Dinâmicas do Pluralismo Jurídico em Moçambique: Estudo de Caso do Distrito de Mossurize
O pluralismo jurídico em Mossurize
A minha dissertação de Doutoramento intitula-se “Dinâmicas do Pluralismo Jurídico em Moçambique – estudo de caso do distrito de Mossurize”. O meu objecto de estudo é o pluralismo jurídico em Mossurize, que analiso através de um estudo de caso para compreender de que forma as populações deste distrito percepcionam a justiça, de que modo a pluralidade existente influencia essas representações e significados, e quais as práticas que os actores locais reproduzem em situações de resolução de conflitos.
Sobre Mossurize
Mossurize é um distrito rural de Moçambique que se localiza no centro do país, a sul da província de Manica, e na fronteira com o Zimbabwe. A capital do distrito, Espungabera, dista cerca de mil e cem quilómetros de Maputo e a proximidade com o Zimbabwe, à semelhança de qualquer região fronteiriça, faz com que as interligações deste distrito sejam mais frequentes com o Estado vizinho do que com o seu próprio Estado central.

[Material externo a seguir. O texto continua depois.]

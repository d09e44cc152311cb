//! Batch query aggregation.
//!
//! This module turns many independent token lookups into one result
//! stamped with a single observation point.

pub mod batch;

pub use batch::{Aggregator, AggregatorConfig};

Resolução de conflitos em Mossurize
Neste distrito, e ao nível da resolução de conflitos, as populações recorrem frequentemente às instâncias “tradicionais” ou comunitárias que deliberam de acordo com os “usos e costumes”. Todavia, as instâncias judiciais oficiais, como o Tribunal Judicial e a Procuradoria da República, também funcionam em Espungabera (embora de forma incipiente). Juntamente com outras instâncias reminiscentes de outros períodos históricos que o país atravessou, constituem uma pluralidade de instâncias judiciais que a Constituição da República de Moçambique legitima (artigo 4º: “o Estado reconhece os vários sistemas normativos e de resolução de conflitos que coexistem na sociedade, na medida em que não contrariem os valores e os princípios fundamentais da Constituição”).

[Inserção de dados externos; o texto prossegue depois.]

//! Snapshot-consistent batch lookups.
//!
//! Every operation follows the same shape: validate the input size, read
//! the observation clock once, fan out one lookup per entry, and collect
//! the results in input order. The first failed lookup discards the whole
//! batch; callers never see a partially filled result.

use crate::error::{ProviderError, QueryError};
use crate::models::{
    AcrossSubjectsResult, BalanceOnlyResult, BatchResult, BlockRef, EntityInfo, Observation,
    SingleEntityResult,
};
use crate::provider::{LookupProvider, ObservationClock};
use alloy_primitives::Address;
use futures::stream::{self, StreamExt};
use std::future::Future;
use tracing::{debug, info};

/// Tuning for the aggregator.
#[derive(Debug, Clone)]
pub struct AggregatorConfig {
    /// Largest identifier list a single call accepts.
    pub max_batch_size: usize,
    /// Lookups in flight at once. `1` issues them strictly one after another.
    pub concurrency: usize,
    /// Read every lookup at the observed block number instead of `latest`.
    pub pin_to_block: bool,
}

impl Default for AggregatorConfig {
    fn default() -> Self {
        Self {
            max_batch_size: 256,
            concurrency: 1,
            pin_to_block: true,
        }
    }
}

impl From<&crate::config::QuerySettings> for AggregatorConfig {
    fn from(settings: &crate::config::QuerySettings) -> Self {
        Self {
            max_batch_size: settings.max_batch_size,
            concurrency: settings.concurrency,
            pin_to_block: settings.pin_to_block,
        }
    }
}

/// Batches lookups against a provider and stamps them with one observation.
pub struct Aggregator<P, C> {
    provider: P,
    clock: C,
    config: AggregatorConfig,
}

impl<P: LookupProvider, C: ObservationClock> Aggregator<P, C> {
    pub fn new(provider: P, clock: C, config: AggregatorConfig) -> Self {
        Self {
            provider,
            clock,
            config,
        }
    }

    #[cfg(test)]
    pub fn provider(&self) -> &P {
        &self.provider
    }

    #[cfg(test)]
    pub fn clock(&self) -> &C {
        &self.clock
    }

    /// Symbol, precision and balance of every token in `identifiers`, as
    /// held by `subject`.
    pub async fn query_multiple_entities(
        &self,
        subject: Address,
        identifiers: &[Address],
    ) -> Result<BatchResult, QueryError> {
        self.check_batch_size(identifiers.len(), "tokens")?;
        let observation = self.observe().await?;
        let at = self.block_for(observation);

        info!(
            "Querying {} tokens for {} at block {}",
            identifiers.len(),
            subject,
            observation.sequence
        );

        let entities = self
            .fan_out(identifiers, |token| async move {
                debug!("lookup {} for {}", token, subject);
                let metadata = self.provider.lookup(token, subject, at).await?;
                Ok::<_, ProviderError>(EntityInfo::new(token, metadata))
            })
            .await?;

        Ok(BatchResult {
            subject_identifier: subject,
            entities,
            observed_at: observation.timestamp,
            observed_at_sequence: observation.sequence,
        })
    }

    /// Balances only; symbol and precision are never fetched.
    pub async fn query_balances_only(
        &self,
        subject: Address,
        identifiers: &[Address],
    ) -> Result<BalanceOnlyResult, QueryError> {
        self.check_batch_size(identifiers.len(), "tokens")?;
        let observation = self.observe().await?;
        let at = self.block_for(observation);

        info!(
            "Querying {} balances for {} at block {}",
            identifiers.len(),
            subject,
            observation.sequence
        );

        let balances = self
            .fan_out(identifiers, |token| async move {
                debug!("balanceOf {} for {}", token, subject);
                self.provider.balance_of(token, subject, at).await
            })
            .await?;

        Ok(BalanceOnlyResult {
            balances,
            observed_at: observation.timestamp,
            observed_at_sequence: observation.sequence,
        })
    }

    /// One token for one subject: the length-1 batch.
    pub async fn query_single_entity(
        &self,
        subject: Address,
        identifier: Address,
    ) -> Result<SingleEntityResult, QueryError> {
        let batch = self.query_multiple_entities(subject, &[identifier]).await?;

        let entity = batch.entities.into_iter().next().ok_or_else(|| {
            QueryError::LookupFailure {
                identifier,
                source: ProviderError::Malformed("batch of one returned nothing".to_string()),
            }
        })?;

        Ok(SingleEntityResult {
            subject_identifier: batch.subject_identifier,
            entity,
            observed_at: batch.observed_at,
            observed_at_sequence: batch.observed_at_sequence,
        })
    }

    /// One token's balance for every subject in `subjects`.
    pub async fn query_across_subjects(
        &self,
        subjects: &[Address],
        identifier: Address,
    ) -> Result<AcrossSubjectsResult, QueryError> {
        self.check_batch_size(subjects.len(), "holders")?;
        let observation = self.observe().await?;
        let at = self.block_for(observation);

        info!(
            "Querying {} balance for {} holders at block {}",
            identifier,
            subjects.len(),
            observation.sequence
        );

        let balances = self
            .fan_out(subjects, |holder| async move {
                debug!("balanceOf {} for {}", identifier, holder);
                self.provider.balance_of(identifier, holder, at).await
            })
            .await?;

        Ok(AcrossSubjectsResult {
            identifier,
            balances,
            observed_at: observation.timestamp,
            observed_at_sequence: observation.sequence,
        })
    }

    fn check_batch_size(&self, len: usize, what: &str) -> Result<(), QueryError> {
        if len > self.config.max_batch_size {
            return Err(QueryError::InvalidInput(format!(
                "{} {} requested, batch size limit is {}",
                len, what, self.config.max_batch_size
            )));
        }
        Ok(())
    }

    async fn observe(&self) -> Result<Observation, QueryError> {
        self.clock
            .now()
            .await
            .map_err(QueryError::ObservationUnavailable)
    }

    fn block_for(&self, observation: Observation) -> BlockRef {
        if self.config.pin_to_block {
            BlockRef::Number(observation.sequence)
        } else {
            BlockRef::Latest
        }
    }

    /// Run `lookup` for every key, at most `concurrency` at a time, and
    /// return the outputs in key order.
    ///
    /// Lookups complete in any order and land in their input slot. The
    /// first failure to complete ends the batch; dropping the stream
    /// cancels whatever is still in flight.
    async fn fan_out<T, F, Fut>(&self, keys: &[Address], lookup: F) -> Result<Vec<T>, QueryError>
    where
        F: Fn(Address) -> Fut,
        Fut: Future<Output = Result<T, ProviderError>>,
    {
        let mut slots: Vec<Option<T>> = Vec::with_capacity(keys.len());
        slots.resize_with(keys.len(), || None);

        let mut completed = stream::iter(keys.iter().copied().enumerate())
            .map(|(index, key)| {
                let pending = lookup(key);
                async move { (index, key, pending.await) }
            })
            .buffer_unordered(self.config.concurrency.max(1));

        while let Some((index, key, result)) = completed.next().await {
            match result {
                Ok(value) => slots[index] = Some(value),
                Err(source) => {
                    return Err(QueryError::LookupFailure {
                        identifier: key,
                        source,
                    })
                }
            }
        }

        slots
            .into_iter()
            .zip(keys)
            .map(|(slot, key)| {
                slot.ok_or_else(|| QueryError::LookupFailure {
                    identifier: *key,
                    source: ProviderError::Malformed("lookup never completed".to_string()),
                })
            })
            .collect()
    }
}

Uma análise interdisciplinar
Na minha análise procurei conciliar uma perspectiva top-down, ou seja, assente no processo de construção do Estado e nos princípios subjacentes às diversas produções legislativas que regulamentam as relações entre o Estado e a sociedade, com uma perspectiva bottom-up, isto é, centrada nos actores sociais e nas suas práticas em conformidade, ou à revelia, das directivas estatais.
Para que esta fosse uma investigação o mais sistemática possível, optei por uma postura interdisciplinar sobre o pluralismo jurídico, numa abordagem que incorpora diferentes perspectivas e procedimentos, ao articular a Ciência Política com a Antropologia e com a História.
Para analisar todas as dimensões com profundidade empírica segui uma estratégia qualitativa assente no método do estudo de caso, o qual desenvolvi através de trabalho de campo e recorrendo às técnicas de entrevistas semi-estruturadas, histórias de vida, observação participante e não-participante. O enquadramento teórico, epistemológico, metodológico e histórico foi desenvolvido através de uma intensiva pesquisa e análise documental de fontes primárias e secundárias.
Relevância do estudo
A relevância deste trabalho deve-se ao facto de ele incidir sobre um distrito fronteiriço rural remoto da província de Manica sobre o qual pouco se tem escrito e onde se torna cada vez mais necessário compreender se a coexistência dos diversos mecanismos jurídicos representa efectivamente uma justiça mais próxima dos cidadãos e se contribui, ou não, para a democratização do acesso à justiça e para o alargamento da justiça social.
De facto, ao longo do texto avalio se o pluralismo jurídico representa uma reprodução do modelo de indirect rule preconizado pelo Estado colonial português, que impede a população de usufruir dos seus direitos fundamentais constitucionalmente consagrados, ou se, por outro lado, se trata de uma situação inultrapassável devido à resiliência da presença tradicional em zonas remotas e para à qual o Estado ainda não encontrou alternativas.
Uma vez que a administração da justiça é um dos atributos mais importantes do exercício do poder político, também analiso quais as repercussões das práticas do pluralismo jurídico em Mossurize para o Estado de Direito moçambicano, para o projecto de construção do Estado e para a sua soberania.